Under this agreement, the majority of goods originating from Thailand and imported into these countries will benefit from preferential tariff treatment, with many enjoying a 0% import duty rate. This development is expected to boost Thailand's exports, reduce costs on imports from EFTA member states, and foster greater economic cooperation among the signatories to the agreement, thereby enhancing Thailand's competitiveness in the global arena.

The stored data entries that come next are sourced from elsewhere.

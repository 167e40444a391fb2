//! Request-profile canonical string and authentication header assembly.

use crate::error::AuthError;
use crate::signer::RequestSigner;

/// Header carrying the raw API key.
pub const API_KEY_HEADER: &str = "X-API-Key";
/// Header carrying the decimal nonce.
pub const NONCE_HEADER: &str = "X-Nonce";
/// Header carrying the request signature.
pub const SIGNATURE_HEADER: &str = "X-Signature";

const JSON_CONTENT_TYPE: &str = "application/json";

/// Build the request-profile canonical string.
///
/// `apiKey & nonce path`, followed by `?body` only when `body` is non-empty.
pub fn request_message(
    api_key: &str,
    nonce: u64,
    path: &str,
    body: Option<&str>,
) -> Result<String, AuthError> {
    if !path.starts_with('/') || path.contains('?') {
        return Err(AuthError::InvalidRequestPath(path.to_string()));
    }

    let mut message = format!("{}&{}{}", api_key, nonce, path);
    if let Some(body) = body.filter(|b| !b.is_empty()) {
        message.push('?');
        message.push_str(body);
    }
    Ok(message)
}

/// Authentication headers for a single request attempt.
#[derive(Debug, Clone, PartialEq, Eq)]
pub struct AuthHeaders {
    api_key: String,
    nonce: u64,
    signature: String,
}

impl AuthHeaders {
    /// Sign a request and assemble its headers.
    ///
    /// The nonce must be fresh for this attempt; a retried request needs a
    /// new nonce and a new signature.
    pub fn sign(
        signer: &RequestSigner<'_>,
        nonce: u64,
        path: &str,
        body: Option<&str>,
    ) -> Result<Self, AuthError> {
        let api_key = signer.secrets().api_key();
        let message = request_message(api_key, nonce, path, body)?;
        let signature = signer.sign_request(&message);

        tracing::debug!(
            path = %path,
            nonce = nonce,
            has_body = body.is_some_and(|b| !b.is_empty()),
            "Request signed"
        );

        Ok(Self {
            api_key: api_key.to_string(),
            nonce,
            signature,
        })
    }

    pub fn api_key(&self) -> &str {
        &self.api_key
    }

    pub fn nonce(&self) -> u64 {
        self.nonce
    }

    pub fn signature(&self) -> &str {
        &self.signature
    }

    /// All headers in transmission order.
    pub fn to_pairs(&self) -> Vec<(&'static str, String)> {
        vec![
            (API_KEY_HEADER, self.api_key.clone()),
            (NONCE_HEADER, self.nonce.to_string()),
            (SIGNATURE_HEADER, self.signature.clone()),
            ("Content-Type", JSON_CONTENT_TYPE.to_string()),
            ("Accept", JSON_CONTENT_TYPE.to_string()),
        ]
    }
}
//! Globitex environment configuration.

use std::fmt;

/// Environment variable overriding the API base URL.
pub const BASE_URL_VAR: &str = "GLOBITEX_BASE_URL";

/// Which Globitex deployment requests go to.
#[derive(Debug, Clone, PartialEq, Eq, Default)]
pub enum GlobitexEnvironment {
    /// Production environment (real money).
    #[default]
    Production,
    /// Any other deployment, e.g. a local mock server.
    Custom(String),
}

impl GlobitexEnvironment {
    /// REST API base URL, without a trailing slash.
    pub fn rest_base_url(&self) -> &str {
        match self {
            Self::Production => "https://api.globitex.com",
            Self::Custom(url) => url.trim_end_matches('/'),
        }
    }

    /// Returns true if this is the production environment.
    pub fn is_production(&self) -> bool {
        matches!(self, Self::Production)
    }

    /// Load environment from the `GLOBITEX_BASE_URL` env var.
    ///
    /// Returns `Production` if not set or empty.
    pub fn from_env() -> Self {
        std::env::var(BASE_URL_VAR)
            .ok()
            .map(Self::from_base_url)
            .unwrap_or_default()
    }

    /// Map a base URL to an environment.
    pub fn from_base_url(url: String) -> Self {
        let trimmed = url.trim();
        if trimmed.is_empty() {
            return Self::Production;
        }
        if trimmed.trim_end_matches('/') == Self::Production.rest_base_url() {
            return Self::Production;
        }
        Self::Custom(trimmed.to_string())
    }
}

impl fmt::Display for GlobitexEnvironment {
    fn fmt(&self, f: &mut fmt::Formatter<'_>) -> fmt::Result {
        match self {
            Self::Production => write!(f, "production"),
            Self::Custom(url) => write!(f, "custom ({})", url),
        }
    }
}

#[cfg(test)]
mod tests {
    use super::*;

    #[test]
    fn test_production_url() {
        let env = GlobitexEnvironment::Production;
        assert_eq!(env.rest_base_url(), "https://api.globitex.com");
        assert!(env.is_production());
    }

    #[test]
    fn test_custom_url_strips_trailing_slash() {
        let env = GlobitexEnvironment::Custom("http://localhost:8080/".into());
        assert_eq!(env.rest_base_url(), "http://localhost:8080");
        assert!(!env.is_production());
    }

    #[test]
    fn test_from_base_url() {
        assert_eq!(
            GlobitexEnvironment::from_base_url(String::new()),
            GlobitexEnvironment::Production
        );
        assert_eq!(
            GlobitexEnvironment::from_base_url("https://api.globitex.com/".into()),
            GlobitexEnvironment::Production
        );
        assert_eq!(
            GlobitexEnvironment::from_base_url("http://127.0.0.1:3000".into()),
            GlobitexEnvironment::Custom("http://127.0.0.1:3000".into())
        );
    }

    #[test]
    fn test_default() {
        assert_eq!(
            GlobitexEnvironment::default(),
            GlobitexEnvironment::Production
        );
    }

    #[test]
    fn test_display() {
        assert_eq!(GlobitexEnvironment::Production.to_string(), "production");
        assert_eq!(
            GlobitexEnvironment::Custom("http://mock".into()).to_string(),
            "custom (http://mock)"
        );
    }
}
//! Globitex Eurowallet REST API client.
//!
//! This crate provides a typed client for the Eurowallet endpoints with:
//!
//! - **Dual signing**: payments carry a transaction signature over their
//!   canonical fields, and every request carries a request signature over
//!   API key, nonce, path and body
//! - **Account status**: balances and statuses of the Eurowallet accounts
//! - **Payment submission**: signed once, submitted once, never retried
//! - **Error handling**: validation, transport and remote rejections are
//!   distinct variants of `GlobitexError`
//!
//! # Example
//!
//! ```rust,ignore
//! use globitex_rest::{EurowalletClient, PaymentInstruction};
//! use rust_decimal_macros::dec;
//!
//! let client = EurowalletClient::from_env()?;
//!
//! let status = client.account_status().await?;
//!
//! let payment = PaymentInstruction::new(
//!     auth::now_ms(),
//!     "LT543080020000000224",
//!     dec!(1),
//!     "UAB Decentralized",
//!     "LT593910020000000053",
//!     "Invoice 42",
//! );
//! let response = client.submit_payment(payment).await?;
//! ```

mod client;
mod config;
mod error;
mod payment;
mod request;
mod responses;

pub use client::EurowalletClient;
pub use config::ClientConfig;
pub use error::{GlobitexError, PaymentError};
pub use payment::{PaymentInstruction, SignedPayment, TRANSACTION_SIGNATURE_FIELD};
pub use request::{EurowalletRequest, ACCOUNT_STATUS_PATH, PAYMENTS_PATH};
pub use responses::{Account, AccountStatusResponse, ApiError, ErrorResponse, PaymentResponse};
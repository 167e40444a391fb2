//! `reqwest` implementation of the [`Transport`] trait.

use crate::error::RestError;
use crate::transport::{HttpRequest, HttpResponse, Method, Transport};
use async_trait::async_trait;
use reqwest::Client;
use std::time::Duration;

/// Default request timeout.
pub const DEFAULT_TIMEOUT: Duration = Duration::from_secs(30);

/// REST client sending requests relative to a base URL.
#[derive(Debug, Clone)]
pub struct RestClient {
    client: Client,
    base_url: String,
}

impl RestClient {
    /// Create a new REST client with the given base URL.
    ///
    /// # Arguments
    /// * `base_url` - Base URL for all requests (e.g., "https://api.globitex.com")
    /// * `timeout` - Request timeout duration
    ///
    /// # Errors
    /// Returns an error if the HTTP client cannot be built.
    pub fn new(base_url: &str, timeout: Duration) -> Result<Self, RestError> {
        let client = Client::builder()
            .timeout(timeout)
            .build()
            .map_err(|e| RestError::RequestBuild(e.to_string()))?;

        Ok(Self {
            client,
            base_url: base_url.trim_end_matches('/').to_string(),
        })
    }

    /// Create a new REST client with default timeout.
    pub fn with_default_timeout(base_url: &str) -> Result<Self, RestError> {
        Self::new(base_url, DEFAULT_TIMEOUT)
    }

    /// Get the base URL.
    pub fn base_url(&self) -> &str {
        &self.base_url
    }

    /// Build a full URL from a path.
    fn build_url(&self, path: &str) -> String {
        format!("{}{}", self.base_url, path)
    }
}

#[async_trait]
impl Transport for RestClient {
    async fn send(&self, request: HttpRequest) -> Result<HttpResponse, RestError> {
        let url = self.build_url(&request.path);
        tracing::debug!(method = %request.method, url = %url, "Sending request");

        let mut builder = match request.method {
            Method::Get => self.client.get(&url),
            Method::Post => self.client.post(&url),
        };

        let has_form = request.form.is_some();
        for (key, value) in &request.headers {
            // The form body sets its own content type.
            if has_form && key.eq_ignore_ascii_case("content-type") {
                continue;
            }
            builder = builder.header(*key, value.as_str());
        }

        if let Some(form) = &request.form {
            builder = builder.form(form);
        }

        let response = builder.send().await?;
        let status = response.status().as_u16();
        let body = response.text().await?;

        tracing::debug!(status = status, url = %url, "Response received");

        Ok(HttpResponse { status, body })
    }
}

#[cfg(test)]
mod tests {
    use super::*;

    #[test]
    fn test_build_url() {
        let client = RestClient::with_default_timeout("https://api.example.com").unwrap();
        assert_eq!(
            client.build_url("/api/1/eurowallet/status"),
            "https://api.example.com/api/1/eurowallet/status"
        );
    }

    #[test]
    fn test_build_url_strips_trailing_slash() {
        let client = RestClient::with_default_timeout("https://api.example.com/").unwrap();
        assert_eq!(client.base_url(), "https://api.example.com");
        assert_eq!(
            client.build_url("/api/1/eurowallet/status"),
            "https://api.example.com/api/1/eurowallet/status"
        );
    }

    #[tokio::test]
    async fn test_connection_failure_is_transport_error() {
        // Port 9 (discard) on localhost is closed in test environments.
        let client = RestClient::new("http://127.0.0.1:9", Duration::from_secs(2)).unwrap();
        let request = HttpRequest::get("/api/1/eurowallet/status", Vec::new());

        let err = client.send(request).await.unwrap_err();
        assert!(matches!(err, RestError::Connection(_) | RestError::Timeout));
    }
}
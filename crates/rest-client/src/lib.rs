//! HTTP transport for signed API requests.
//!
//! This crate provides:
//!
//! - The [`Transport`] trait the signing layer hands requests to
//! - [`RestClient`], a thin `reqwest` implementation of it
//! - Consistent error handling via `RestError`
//!
//! Non-2xx responses are returned as ordinary [`HttpResponse`] values; only
//! failures to complete the exchange are errors.
//!
//! # Example
//!
//! ```rust,ignore
//! use rest_client::{HttpRequest, RestClient, Transport};
//!
//! let client = RestClient::with_default_timeout("https://api.globitex.com")?;
//! let response = client.send(HttpRequest::get("/api/1/eurowallet/status", headers)).await?;
//! ```

mod client;
mod error;
mod transport;

pub use client::{RestClient, DEFAULT_TIMEOUT};
pub use error::RestError;
pub use transport::{HttpRequest, HttpResponse, Method, Transport};
//! REST client error types.

use thiserror::Error;

/// Errors that prevent a request from completing an HTTP exchange.
///
/// A non-2xx response is not an error at this layer; it is returned as an
/// [`HttpResponse`](crate::HttpResponse) for the caller to interpret.
#[derive(Debug, Error)]
pub enum RestError {
    /// Request timed out.
    #[error("Request timeout")]
    Timeout,

    /// Connection error (DNS, TLS, refused connection).
    #[error("Connection error: {0}")]
    Connection(String),

    /// Failed to read the response body.
    #[error("Response body error: {0}")]
    Body(String),

    /// Failed to build the HTTP request.
    #[error("Request build error: {0}")]
    RequestBuild(String),
}

impl RestError {
    /// Check if the request may never have reached the server.
    pub fn is_connect(&self) -> bool {
        matches!(self, RestError::Connection(_))
    }
}

impl From<reqwest::Error> for RestError {
    fn from(err: reqwest::Error) -> Self {
        if err.is_timeout() {
            RestError::Timeout
        } else if err.is_connect() {
            RestError::Connection(err.to_string())
        } else if err.is_builder() {
            RestError::RequestBuild(err.to_string())
        } else if err.is_body() || err.is_decode() {
            RestError::Body(err.to_string())
        } else {
            RestError::Connection(err.to_string())
        }
    }
}
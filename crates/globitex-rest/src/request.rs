//! The signing pipeline shared by every Eurowallet request.

use crate::error::GlobitexError;
use crate::payment::PaymentInstruction;
use auth::{AuthHeaders, RequestSigner};
use rest_client::HttpRequest;

/// Account status endpoint.
pub const ACCOUNT_STATUS_PATH: &str = "/api/1/eurowallet/status";
/// Payment submission endpoint.
pub const PAYMENTS_PATH: &str = "/api/1/eurowallet/payments";

/// An authenticated Eurowallet call.
///
/// The variant decides which canonical profiles and keys apply: account
/// status carries only the request signature, a payment carries the
/// transaction signature inside the signed body as well.
#[derive(Debug, Clone, PartialEq, Eq)]
pub enum EurowalletRequest {
    AccountStatus,
    SubmitPayment(PaymentInstruction),
}

impl EurowalletRequest {
    pub fn path(&self) -> &'static str {
        match self {
            Self::AccountStatus => ACCOUNT_STATUS_PATH,
            Self::SubmitPayment(_) => PAYMENTS_PATH,
        }
    }

    /// Sign the request with `nonce` and build the HTTP request to send.
    ///
    /// Any failure aborts before headers exist; nothing is sent.
    pub fn prepare(
        self,
        signer: &RequestSigner<'_>,
        nonce: u64,
    ) -> Result<HttpRequest, GlobitexError> {
        let path = self.path();

        match self {
            Self::AccountStatus => {
                let headers = AuthHeaders::sign(signer, nonce, path, None)?;
                Ok(HttpRequest::get(path, headers.to_pairs()))
            }
            Self::SubmitPayment(instruction) => {
                let signed = instruction.sign(signer)?;
                let body = signed.body_message();
                let headers = AuthHeaders::sign(signer, nonce, path, Some(&body))?;
                Ok(HttpRequest::post_form(
                    path,
                    headers.to_pairs(),
                    signed.form_fields(),
                ))
            }
        }
    }
}
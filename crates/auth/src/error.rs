use thiserror::Error;

/// Errors that can occur while loading secrets or signing requests.
#[derive(Debug, Error)]
pub enum AuthError {
    /// A required secret is missing or empty.
    #[error("Missing secret: {0}")]
    MissingSecret(String),

    /// The requested signature output encoding is not supported.
    #[error("Unsupported signature encoding '{0}', expected 'hex' or 'base64'")]
    UnsupportedEncoding(String),

    /// The request path is not a bare endpoint path.
    #[error("Invalid request path '{0}': must start with '/' and carry no query string")]
    InvalidRequestPath(String),
}

impl AuthError {
    /// Returns true for errors caused by process configuration rather than a
    /// single request.
    pub fn is_configuration(&self) -> bool {
        matches!(
            self,
            AuthError::MissingSecret(_) | AuthError::UnsupportedEncoding(_)
        )
    }
}
//! This crate contains architecture-agnostic logic for a serial MIDI to USB-MIDI interface: a device with a
//! 5-pin DIN [MIDI](https://midi.org/midi-1-0) port on one side and a USB-MIDI class-compliant device on the
//! other, forwarding traffic in both directions.
//!
//! Bytes arriving on the serial port are reassembled into USB-MIDI Event Packets by [`receive::Receiver`];
//! packets from the host are serialized back to bytes and drained to the UART one byte per interrupt by
//! [`transmit::TransmitInterrupt`]. [`usb::UsbMidiBridge`] shuttles packets between the USB bulk endpoints and
//! the application through a pair of [`ring::PacketRing`]s.

#![deny(missing_docs)]
#![no_std]

pub mod configuration;
pub mod interrupt;
pub mod packet;
pub mod receive;
pub mod ring;
pub mod routing;
pub mod serial;
pub mod transmit;
pub mod usb;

As with any FTA, this agreement will undergo public hearings before moving forward to parliamentary endorsement and the necessary regulatory adjustments, with ratification expected within one year

This agreement will serve as a stepping-stone for negotiating FTAs with other European countries, foremost of which is the ongoing negotiation with the European Union for an EU-Thailand FTA, which, once finalized, is expected to have a significant impact on trade between Thailand and the EU.

Our view

As this marks Thailand’s first agreement with the EFTA, we anticipate that many companies will begin exploring how to leverage the tax benefits the FTA offers and assess its impact on their supply chains. Although the effective date is still pending, we recommend that companies begin to consider undertaking:

  • a review of the company's supply chain with the objective of

– assessing potential positive and negative impacts on the current supply chain (e.g. effects on costs and sales prices) and identifying ways to remain competitive, and

– evaluating whether the tax benefits conferred by the FTA can be fully utilized by adjustments to the sourcing of raw materials, and the extent to which the company carries out its manufacturing within the member states;

  • an assessment of whether the company’s finished goods are eligible and able to comply with the rules of origin to qualify for the preferential tariff treatment offered by the FTA; and
  • an evaluation of the company's readiness to utilize the FTA by providing staff with adequate training to maintain continuous compliance.

 

KPMG in Thailand has extensive experience in helping Thai and foreign MNEs to navigate FTAs and their complexities, and to understand their impacts on supply chains. If you have any questions, please feel free to contact us.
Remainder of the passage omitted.